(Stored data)
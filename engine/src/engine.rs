use crate::cache::QueryCache;
use crate::config::EngineConfig;
use crate::index::InvertedIndex;
use crate::score::bm25;
use crate::sort::{paginate, sort_listings, Order, SortKey};
use crate::store::{Listing, ListingDoc, ListingId, ListingStore};
use crate::tokenizer::{tokenize, Token, TokenStream};
use anyhow::{bail, Context, Result};
use parking_lot::RwLock;
use rayon::prelude::*;
use serde::Serialize;
use std::collections::{HashMap, HashSet};
use std::sync::Arc;
use std::time::{Instant, SystemTime, UNIX_EPOCH};

/// Full parameter tuple of one search call; also the cache key.
#[derive(Debug, Clone, Default, PartialEq, Eq, Hash)]
pub struct QueryParams {
    pub query: Option<String>,
    pub offset: i64,
    pub limit: i64,
    pub category: Option<String>,
    pub sub_category: Option<String>,
    pub sort: Option<SortKey>,
    pub order: Order,
}

#[derive(Debug, Clone, PartialEq, Serialize)]
pub struct SearchResults {
    /// Hydrated result count before pagination.
    pub total: usize,
    pub took_s: f64,
    #[serde(skip_serializing_if = "Option::is_none")]
    pub suggested_query: Option<String>,
    pub listings: Vec<Listing>,
}

/// The listing search engine: an in-memory inverted index fed by the
/// background loader, queried by request handlers.
///
/// All index mutations funnel through [`SearchEngine::apply_batch`], which
/// takes the single write lock once per batch — queries observe a whole
/// batch or none of it.
pub struct SearchEngine<S> {
    pub(crate) store: Arc<S>,
    index: RwLock<InvertedIndex>,
    cache: QueryCache,
    config: EngineConfig,
}

impl<S: ListingStore> SearchEngine<S> {
    pub fn new(store: Arc<S>, config: EngineConfig) -> Arc<Self> {
        Arc::new(Self {
            cache: QueryCache::new(config.cache_ttl, config.cache_capacity),
            index: RwLock::new(InvertedIndex::new()),
            store,
            config,
        })
    }

    pub fn config(&self) -> &EngineConfig {
        &self.config
    }

    /// Number of listings indexed so far.
    pub fn doc_count(&self) -> u64 {
        self.index.read().doc_count()
    }

    /// Tokenize and index a batch of listings. Returns how many were newly
    /// indexed; ids the index already knows are skipped.
    pub fn apply_batch(&self, docs: &[ListingDoc]) -> usize {
        if docs.is_empty() {
            return 0;
        }
        // documents are independent: tokenize on the worker pool outside the
        // lock, mutate inside it
        let prepared: Vec<(&ListingDoc, HashMap<String, u32>)> = docs
            .par_iter()
            .map(|doc| {
                let text = format!("{} {}", doc.title, doc.description);
                (doc, tokenize(&text, false).term_frequencies())
            })
            .collect();
        let mut index = self.index.write();
        let mut added = 0;
        for (doc, term_frequencies) in prepared {
            if index.insert(doc, term_frequencies) {
                added += 1;
            }
        }
        added
    }

    /// Execute a search: cache lookup, BM25 ranking, hydration, sort and
    /// pagination. Empty or unmatchable query text degrades to an unranked
    /// listing of the filter scope.
    pub async fn query(&self, params: QueryParams) -> Result<SearchResults> {
        if params.offset < 0 || params.limit < 0 {
            bail!("offset and limit must be non-negative");
        }
        if let Some(hit) = self.cache.get(&params) {
            return Ok(hit);
        }
        let start = Instant::now();

        let text = params.query.as_deref().unwrap_or("").trim();
        let stream = tokenize(text, true);
        let (ranked, suggested_query) = {
            let index = self.index.read();
            if stream.words.is_empty() {
                (scope_listing(&index, &params), None)
            } else {
                self.rank(&index, &stream, &params)
            }
        };

        let ids: Vec<ListingId> = ranked.into_iter().map(|(id, _)| id).collect();
        let mut listings = self.hydrate(&ids).await?;
        sort_listings(
            &mut listings,
            params.sort.unwrap_or(SortKey::Relevance),
            params.order,
            unix_now(),
        );
        let total = listings.len();
        let listings = paginate(listings, params.offset as usize, params.limit as usize);

        let results = SearchResults {
            total,
            took_s: start.elapsed().as_secs_f64(),
            suggested_query,
            listings,
        };
        self.cache.insert(params, results.clone());
        Ok(results)
    }

    /// Score the token stream against the index and detect a better-known
    /// spelling to suggest.
    fn rank(
        &self,
        index: &InvertedIndex,
        stream: &TokenStream,
        params: &QueryParams,
    ) -> (Vec<(ListingId, f32)>, Option<String>) {
        let category = params.category.as_deref();
        let sub_category = params.sub_category.as_deref();

        // dedupe terms; a genuine reading of a term wins over a variant one
        let mut seen: HashSet<&str> = HashSet::new();
        let mut genuine: Vec<&Token> = Vec::new();
        let mut variants: Vec<&Token> = Vec::new();
        for token in stream.tokens.iter().filter(|t| t.variant_of.is_none()) {
            if seen.insert(token.term.as_str()) {
                genuine.push(token);
            }
        }
        for token in stream.tokens.iter().filter(|t| t.variant_of.is_some()) {
            if seen.insert(token.term.as_str()) {
                variants.push(token);
            }
        }

        let terms: Vec<&str> = genuine
            .iter()
            .chain(variants.iter())
            .map(|t| t.term.as_str())
            .collect();
        let partials: Vec<HashMap<ListingId, f32>> =
            if genuine.len() > self.config.parallel_min_terms {
                terms
                    .par_iter()
                    .map(|term| score_term(index, term, category, sub_category))
                    .collect()
            } else {
                terms
                    .iter()
                    .map(|term| score_term(index, term, category, sub_category))
                    .collect()
            };
        let mut scores: HashMap<ListingId, f32> = HashMap::new();
        for partial in partials {
            for (id, score) in partial {
                *scores.entry(id).or_insert(0.0) += score;
            }
        }

        let suggested_query = suggest(index, stream, &variants);

        let mut ranked: Vec<(ListingId, f32)> = scores.into_iter().collect();
        ranked.sort_by(|a, b| {
            b.1.partial_cmp(&a.1)
                .unwrap_or(std::cmp::Ordering::Equal)
                .then_with(|| a.0.cmp(&b.0))
        });
        (ranked, suggested_query)
    }

    async fn hydrate(&self, ids: &[ListingId]) -> Result<Vec<Listing>> {
        if ids.is_empty() {
            return Ok(Vec::new());
        }
        let fetched = tokio::time::timeout(
            self.config.hydrate_timeout,
            self.store.listings_by_ids(ids),
        )
        .await
        .context("listing hydration timed out")??;
        let mut by_id: HashMap<ListingId, Listing> =
            fetched.into_iter().map(|l| (l.id.clone(), l)).collect();
        // ranked order preserved; ids the store no longer knows are dropped
        Ok(ids.iter().filter_map(|id| by_id.remove(id)).collect())
    }
}

/// Unranked listing of the filter scope: every indexed id, uniform score 1,
/// deterministic id order.
fn scope_listing(index: &InvertedIndex, params: &QueryParams) -> Vec<(ListingId, f32)> {
    let mut ids = index.ids_in_scope(params.category.as_deref(), params.sub_category.as_deref());
    ids.sort_unstable();
    ids.into_iter().map(|id| (id, 1.0)).collect()
}

/// Per-term score map. Unknown terms contribute nothing.
fn score_term(
    index: &InvertedIndex,
    term: &str,
    category: Option<&str>,
    sub_category: Option<&str>,
) -> HashMap<ListingId, f32> {
    let mut scores = HashMap::new();
    let document_frequency = index.document_frequency(term);
    if document_frequency == 0 {
        return scores;
    }
    let doc_count = index.doc_count();
    let avg_doc_length = index.average_doc_length();
    for posting in index.postings_in_scope(term, category, sub_category) {
        let doc_length = index.doc_length(&posting.listing_id);
        let score = bm25(
            posting.term_frequency,
            document_frequency,
            doc_count,
            doc_length,
            avg_doc_length,
        );
        *scores.entry(posting.listing_id.clone()).or_insert(0.0) += score;
    }
    scores
}

/// If a typo variant is known to more documents than the word it mutates,
/// rebuild the query string with that spelling and offer it back.
fn suggest(index: &InvertedIndex, stream: &TokenStream, variants: &[&Token]) -> Option<String> {
    // genuine term per word position
    let position_terms: Vec<&str> = stream
        .tokens
        .iter()
        .filter(|t| t.variant_of.is_none())
        .map(|t| t.term.as_str())
        .collect();

    let mut replacements: HashMap<usize, (&str, u32)> = HashMap::new();
    for variant in variants {
        let variant_df = index.document_frequency(&variant.term);
        if variant_df == 0 {
            continue;
        }
        let original_df = index.document_frequency(position_terms[variant.position]);
        if variant_df <= original_df {
            continue;
        }
        let best = replacements
            .entry(variant.position)
            .or_insert((variant.term.as_str(), variant_df));
        if variant_df > best.1 {
            *best = (variant.term.as_str(), variant_df);
        }
    }
    if replacements.is_empty() {
        return None;
    }
    let words: Vec<&str> = stream
        .words
        .iter()
        .enumerate()
        .map(|(position, word)| {
            replacements
                .get(&position)
                .map(|(term, _)| *term)
                .unwrap_or(word.as_str())
        })
        .collect();
    Some(words.join(" "))
}

pub(crate) fn unix_now() -> i64 {
    SystemTime::now()
        .duration_since(UNIX_EPOCH)
        .map(|d| d.as_secs() as i64)
        .unwrap_or(0)
}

## Description of the task
Reproduce, word for word and in full, only the lines above that start at the line with "the filter scope." and run through the line with "let index = self.index.read();", both ends included.

## Response to the exercise
    /// listing of the filter scope.
    pub async fn query(&self, params: QueryParams) -> Result<SearchResults> {
        if params.offset < 0 || params.limit < 0 {
            bail!("offset and limit must be non-negative");
        }
        if let Some(hit) = self.cache.get(&params) {
            return Ok(hit);
        }
        let start = Instant::now();

        let text = params.query.as_deref().unwrap_or("").trim();
        let stream = tokenize(text, true);
        let (ranked, suggested_query) = {
            let index = self.index.read();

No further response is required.